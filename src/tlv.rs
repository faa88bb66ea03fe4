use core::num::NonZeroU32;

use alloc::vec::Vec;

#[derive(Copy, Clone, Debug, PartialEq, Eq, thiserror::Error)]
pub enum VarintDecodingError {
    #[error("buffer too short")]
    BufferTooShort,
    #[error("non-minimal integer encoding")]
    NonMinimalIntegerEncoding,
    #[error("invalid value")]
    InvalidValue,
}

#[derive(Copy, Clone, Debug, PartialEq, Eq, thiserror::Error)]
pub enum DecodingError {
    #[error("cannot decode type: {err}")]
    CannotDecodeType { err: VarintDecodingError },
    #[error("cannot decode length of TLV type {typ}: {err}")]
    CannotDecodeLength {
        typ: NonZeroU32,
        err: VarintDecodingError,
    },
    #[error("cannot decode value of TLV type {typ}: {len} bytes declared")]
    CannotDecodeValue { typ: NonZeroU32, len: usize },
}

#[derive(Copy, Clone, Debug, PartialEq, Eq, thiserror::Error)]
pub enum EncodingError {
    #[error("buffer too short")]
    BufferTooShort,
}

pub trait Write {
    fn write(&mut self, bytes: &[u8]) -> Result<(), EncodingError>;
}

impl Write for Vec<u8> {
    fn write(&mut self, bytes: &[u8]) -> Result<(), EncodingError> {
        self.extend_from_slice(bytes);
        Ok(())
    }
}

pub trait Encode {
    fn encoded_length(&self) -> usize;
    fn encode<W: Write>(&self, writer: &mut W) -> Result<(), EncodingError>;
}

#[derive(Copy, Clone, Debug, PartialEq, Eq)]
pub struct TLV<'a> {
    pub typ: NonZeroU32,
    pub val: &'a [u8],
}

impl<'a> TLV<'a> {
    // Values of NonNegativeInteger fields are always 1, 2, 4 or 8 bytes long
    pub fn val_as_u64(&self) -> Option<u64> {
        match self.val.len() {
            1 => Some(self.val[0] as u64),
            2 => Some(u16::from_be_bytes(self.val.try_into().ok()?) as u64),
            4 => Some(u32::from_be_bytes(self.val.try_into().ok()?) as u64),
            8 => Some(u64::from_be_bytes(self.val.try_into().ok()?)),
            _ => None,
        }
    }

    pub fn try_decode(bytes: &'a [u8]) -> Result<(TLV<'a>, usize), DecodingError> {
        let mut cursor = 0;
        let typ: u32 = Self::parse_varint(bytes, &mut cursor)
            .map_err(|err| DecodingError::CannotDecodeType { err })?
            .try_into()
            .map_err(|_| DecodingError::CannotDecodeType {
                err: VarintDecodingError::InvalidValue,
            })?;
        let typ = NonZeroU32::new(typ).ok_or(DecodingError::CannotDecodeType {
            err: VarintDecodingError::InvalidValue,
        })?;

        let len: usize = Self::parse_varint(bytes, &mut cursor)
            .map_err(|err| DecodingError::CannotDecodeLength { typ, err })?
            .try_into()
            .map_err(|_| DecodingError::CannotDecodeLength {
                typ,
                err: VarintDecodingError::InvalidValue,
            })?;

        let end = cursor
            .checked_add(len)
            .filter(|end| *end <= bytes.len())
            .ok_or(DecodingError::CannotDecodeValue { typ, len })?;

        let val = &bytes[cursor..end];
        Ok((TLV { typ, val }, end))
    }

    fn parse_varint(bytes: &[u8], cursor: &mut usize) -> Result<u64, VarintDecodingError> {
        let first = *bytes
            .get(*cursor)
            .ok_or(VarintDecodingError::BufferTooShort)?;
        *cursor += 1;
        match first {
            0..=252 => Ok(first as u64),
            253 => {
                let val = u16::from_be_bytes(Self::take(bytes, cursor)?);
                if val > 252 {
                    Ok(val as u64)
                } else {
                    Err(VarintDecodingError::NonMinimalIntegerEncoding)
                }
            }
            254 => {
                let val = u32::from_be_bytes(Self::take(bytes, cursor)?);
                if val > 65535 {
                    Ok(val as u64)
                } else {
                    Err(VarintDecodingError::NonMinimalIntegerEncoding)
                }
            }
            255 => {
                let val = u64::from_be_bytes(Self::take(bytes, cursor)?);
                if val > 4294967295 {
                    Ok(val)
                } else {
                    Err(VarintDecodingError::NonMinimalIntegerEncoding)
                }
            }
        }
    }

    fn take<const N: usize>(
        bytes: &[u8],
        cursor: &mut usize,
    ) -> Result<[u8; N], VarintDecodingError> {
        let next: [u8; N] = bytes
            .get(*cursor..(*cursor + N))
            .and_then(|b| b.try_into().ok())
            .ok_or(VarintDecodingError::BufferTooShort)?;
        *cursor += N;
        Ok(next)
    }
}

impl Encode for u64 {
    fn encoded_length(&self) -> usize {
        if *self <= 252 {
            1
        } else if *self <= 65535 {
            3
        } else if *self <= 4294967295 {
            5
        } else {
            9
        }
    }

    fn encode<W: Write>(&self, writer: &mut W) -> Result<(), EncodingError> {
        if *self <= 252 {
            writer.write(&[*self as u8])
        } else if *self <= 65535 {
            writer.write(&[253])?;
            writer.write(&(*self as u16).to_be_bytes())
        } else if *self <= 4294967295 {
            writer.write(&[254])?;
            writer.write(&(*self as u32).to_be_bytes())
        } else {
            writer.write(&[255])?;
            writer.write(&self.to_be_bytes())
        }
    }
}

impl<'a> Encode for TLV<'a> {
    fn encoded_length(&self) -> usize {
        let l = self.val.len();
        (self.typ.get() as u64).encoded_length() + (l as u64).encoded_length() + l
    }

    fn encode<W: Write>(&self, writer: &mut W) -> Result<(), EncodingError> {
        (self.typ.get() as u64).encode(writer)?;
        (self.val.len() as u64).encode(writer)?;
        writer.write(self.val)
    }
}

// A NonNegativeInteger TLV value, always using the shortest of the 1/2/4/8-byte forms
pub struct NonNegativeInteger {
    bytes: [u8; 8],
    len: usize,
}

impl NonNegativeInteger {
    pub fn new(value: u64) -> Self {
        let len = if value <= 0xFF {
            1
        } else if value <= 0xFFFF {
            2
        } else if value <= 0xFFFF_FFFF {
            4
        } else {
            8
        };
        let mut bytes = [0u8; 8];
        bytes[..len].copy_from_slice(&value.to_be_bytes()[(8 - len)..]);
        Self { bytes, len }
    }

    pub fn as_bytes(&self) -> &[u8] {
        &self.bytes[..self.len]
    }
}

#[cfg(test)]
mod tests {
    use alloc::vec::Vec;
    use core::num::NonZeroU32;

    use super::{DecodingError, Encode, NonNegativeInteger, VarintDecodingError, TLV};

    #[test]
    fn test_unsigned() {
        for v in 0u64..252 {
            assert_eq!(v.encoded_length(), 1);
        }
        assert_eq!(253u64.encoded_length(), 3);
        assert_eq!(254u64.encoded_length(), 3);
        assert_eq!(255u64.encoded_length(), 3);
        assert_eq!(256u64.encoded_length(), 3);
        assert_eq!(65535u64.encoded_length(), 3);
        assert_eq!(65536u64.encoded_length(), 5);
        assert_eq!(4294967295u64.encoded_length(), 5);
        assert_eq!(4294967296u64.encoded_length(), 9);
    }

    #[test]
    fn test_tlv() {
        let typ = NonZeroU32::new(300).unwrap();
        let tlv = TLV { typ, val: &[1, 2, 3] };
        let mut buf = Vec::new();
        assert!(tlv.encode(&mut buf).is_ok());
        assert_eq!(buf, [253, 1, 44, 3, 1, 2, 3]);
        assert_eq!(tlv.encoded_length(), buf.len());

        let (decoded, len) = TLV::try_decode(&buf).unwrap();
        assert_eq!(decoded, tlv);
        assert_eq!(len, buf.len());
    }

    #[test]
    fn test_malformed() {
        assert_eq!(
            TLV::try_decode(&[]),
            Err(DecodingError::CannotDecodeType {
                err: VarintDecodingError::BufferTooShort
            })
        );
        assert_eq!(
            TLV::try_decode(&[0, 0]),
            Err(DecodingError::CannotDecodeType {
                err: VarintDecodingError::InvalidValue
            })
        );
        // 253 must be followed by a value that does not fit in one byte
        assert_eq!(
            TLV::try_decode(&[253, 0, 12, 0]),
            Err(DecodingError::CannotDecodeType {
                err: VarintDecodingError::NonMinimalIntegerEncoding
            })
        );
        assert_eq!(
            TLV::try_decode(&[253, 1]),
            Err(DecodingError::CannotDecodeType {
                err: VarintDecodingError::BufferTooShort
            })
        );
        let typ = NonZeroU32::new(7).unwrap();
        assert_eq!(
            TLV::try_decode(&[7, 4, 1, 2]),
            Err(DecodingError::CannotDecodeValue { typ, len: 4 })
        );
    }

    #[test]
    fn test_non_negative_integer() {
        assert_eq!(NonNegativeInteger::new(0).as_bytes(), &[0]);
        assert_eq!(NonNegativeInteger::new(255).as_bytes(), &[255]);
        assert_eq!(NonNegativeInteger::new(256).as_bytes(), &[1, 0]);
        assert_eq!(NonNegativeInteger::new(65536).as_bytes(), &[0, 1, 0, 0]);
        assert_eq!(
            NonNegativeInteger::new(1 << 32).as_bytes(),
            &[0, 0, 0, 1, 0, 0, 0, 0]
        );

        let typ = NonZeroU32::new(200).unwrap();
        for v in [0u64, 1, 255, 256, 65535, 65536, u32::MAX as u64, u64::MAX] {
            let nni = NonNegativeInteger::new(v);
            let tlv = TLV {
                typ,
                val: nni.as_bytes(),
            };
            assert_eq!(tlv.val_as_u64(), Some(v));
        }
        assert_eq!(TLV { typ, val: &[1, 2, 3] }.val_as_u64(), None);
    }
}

* * *

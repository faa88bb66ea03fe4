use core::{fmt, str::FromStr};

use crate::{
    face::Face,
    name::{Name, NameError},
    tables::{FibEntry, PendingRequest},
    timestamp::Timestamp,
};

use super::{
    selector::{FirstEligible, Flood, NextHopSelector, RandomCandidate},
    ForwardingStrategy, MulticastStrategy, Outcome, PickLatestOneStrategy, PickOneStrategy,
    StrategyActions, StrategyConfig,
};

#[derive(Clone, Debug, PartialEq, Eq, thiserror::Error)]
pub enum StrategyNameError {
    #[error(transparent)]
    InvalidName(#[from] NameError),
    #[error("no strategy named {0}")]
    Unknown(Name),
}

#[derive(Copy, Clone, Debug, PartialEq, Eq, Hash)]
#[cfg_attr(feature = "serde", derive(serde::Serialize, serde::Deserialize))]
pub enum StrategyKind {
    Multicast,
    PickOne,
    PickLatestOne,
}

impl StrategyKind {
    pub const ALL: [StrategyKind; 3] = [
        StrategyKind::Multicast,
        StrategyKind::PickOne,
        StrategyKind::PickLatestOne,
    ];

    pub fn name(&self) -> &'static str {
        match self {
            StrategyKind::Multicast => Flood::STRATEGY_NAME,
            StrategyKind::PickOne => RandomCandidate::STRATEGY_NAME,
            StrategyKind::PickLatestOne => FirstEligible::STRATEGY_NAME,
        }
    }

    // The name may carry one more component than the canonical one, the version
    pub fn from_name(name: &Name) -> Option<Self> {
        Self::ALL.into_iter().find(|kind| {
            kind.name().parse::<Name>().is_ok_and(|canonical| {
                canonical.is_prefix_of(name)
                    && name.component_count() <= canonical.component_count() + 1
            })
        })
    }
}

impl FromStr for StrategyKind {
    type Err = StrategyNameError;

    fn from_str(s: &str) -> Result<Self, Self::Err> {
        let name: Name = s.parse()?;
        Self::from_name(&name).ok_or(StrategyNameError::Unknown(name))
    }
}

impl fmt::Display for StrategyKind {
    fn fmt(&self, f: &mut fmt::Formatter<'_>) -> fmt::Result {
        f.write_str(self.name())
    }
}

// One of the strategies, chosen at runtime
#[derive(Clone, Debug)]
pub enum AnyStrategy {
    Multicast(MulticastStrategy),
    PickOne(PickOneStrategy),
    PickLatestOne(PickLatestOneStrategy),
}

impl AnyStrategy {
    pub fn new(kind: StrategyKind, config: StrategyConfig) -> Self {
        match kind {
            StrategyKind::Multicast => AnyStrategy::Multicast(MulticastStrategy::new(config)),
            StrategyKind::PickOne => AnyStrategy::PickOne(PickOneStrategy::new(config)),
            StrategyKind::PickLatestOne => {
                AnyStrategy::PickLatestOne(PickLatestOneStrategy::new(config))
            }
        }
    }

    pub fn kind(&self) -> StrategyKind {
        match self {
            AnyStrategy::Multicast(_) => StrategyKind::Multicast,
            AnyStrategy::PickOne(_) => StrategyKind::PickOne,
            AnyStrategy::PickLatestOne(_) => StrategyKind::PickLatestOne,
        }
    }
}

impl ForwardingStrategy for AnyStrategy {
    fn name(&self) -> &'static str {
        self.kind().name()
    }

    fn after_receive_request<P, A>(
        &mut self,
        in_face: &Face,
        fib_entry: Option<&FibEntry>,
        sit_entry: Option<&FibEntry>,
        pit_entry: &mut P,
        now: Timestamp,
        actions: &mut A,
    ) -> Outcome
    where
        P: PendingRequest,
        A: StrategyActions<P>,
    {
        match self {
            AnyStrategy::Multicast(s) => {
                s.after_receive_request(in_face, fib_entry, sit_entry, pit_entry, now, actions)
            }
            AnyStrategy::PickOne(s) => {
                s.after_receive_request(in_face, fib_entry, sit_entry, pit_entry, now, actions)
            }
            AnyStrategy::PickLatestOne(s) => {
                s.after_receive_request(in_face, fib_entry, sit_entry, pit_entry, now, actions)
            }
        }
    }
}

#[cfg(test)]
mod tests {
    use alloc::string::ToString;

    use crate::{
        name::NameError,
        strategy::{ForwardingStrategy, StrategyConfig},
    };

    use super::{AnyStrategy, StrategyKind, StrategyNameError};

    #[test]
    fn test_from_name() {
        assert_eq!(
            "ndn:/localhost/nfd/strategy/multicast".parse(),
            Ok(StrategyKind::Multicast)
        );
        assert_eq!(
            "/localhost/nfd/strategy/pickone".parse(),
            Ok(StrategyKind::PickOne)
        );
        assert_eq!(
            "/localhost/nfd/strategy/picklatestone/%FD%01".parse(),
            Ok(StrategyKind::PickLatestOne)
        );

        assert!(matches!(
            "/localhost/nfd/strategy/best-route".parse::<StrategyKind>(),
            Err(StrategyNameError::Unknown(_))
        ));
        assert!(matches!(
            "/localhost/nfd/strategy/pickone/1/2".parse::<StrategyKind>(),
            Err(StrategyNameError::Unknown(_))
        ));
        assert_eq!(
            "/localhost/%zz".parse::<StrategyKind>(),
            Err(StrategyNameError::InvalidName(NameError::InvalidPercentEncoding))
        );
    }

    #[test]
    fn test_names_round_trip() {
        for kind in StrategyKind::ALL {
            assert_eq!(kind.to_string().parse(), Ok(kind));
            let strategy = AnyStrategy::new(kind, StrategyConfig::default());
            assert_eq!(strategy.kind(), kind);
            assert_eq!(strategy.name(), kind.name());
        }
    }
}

* * *

● **Action item**:
State the number of lines in the material holding the word "super". Add nothing else.

● **Answer below**:
3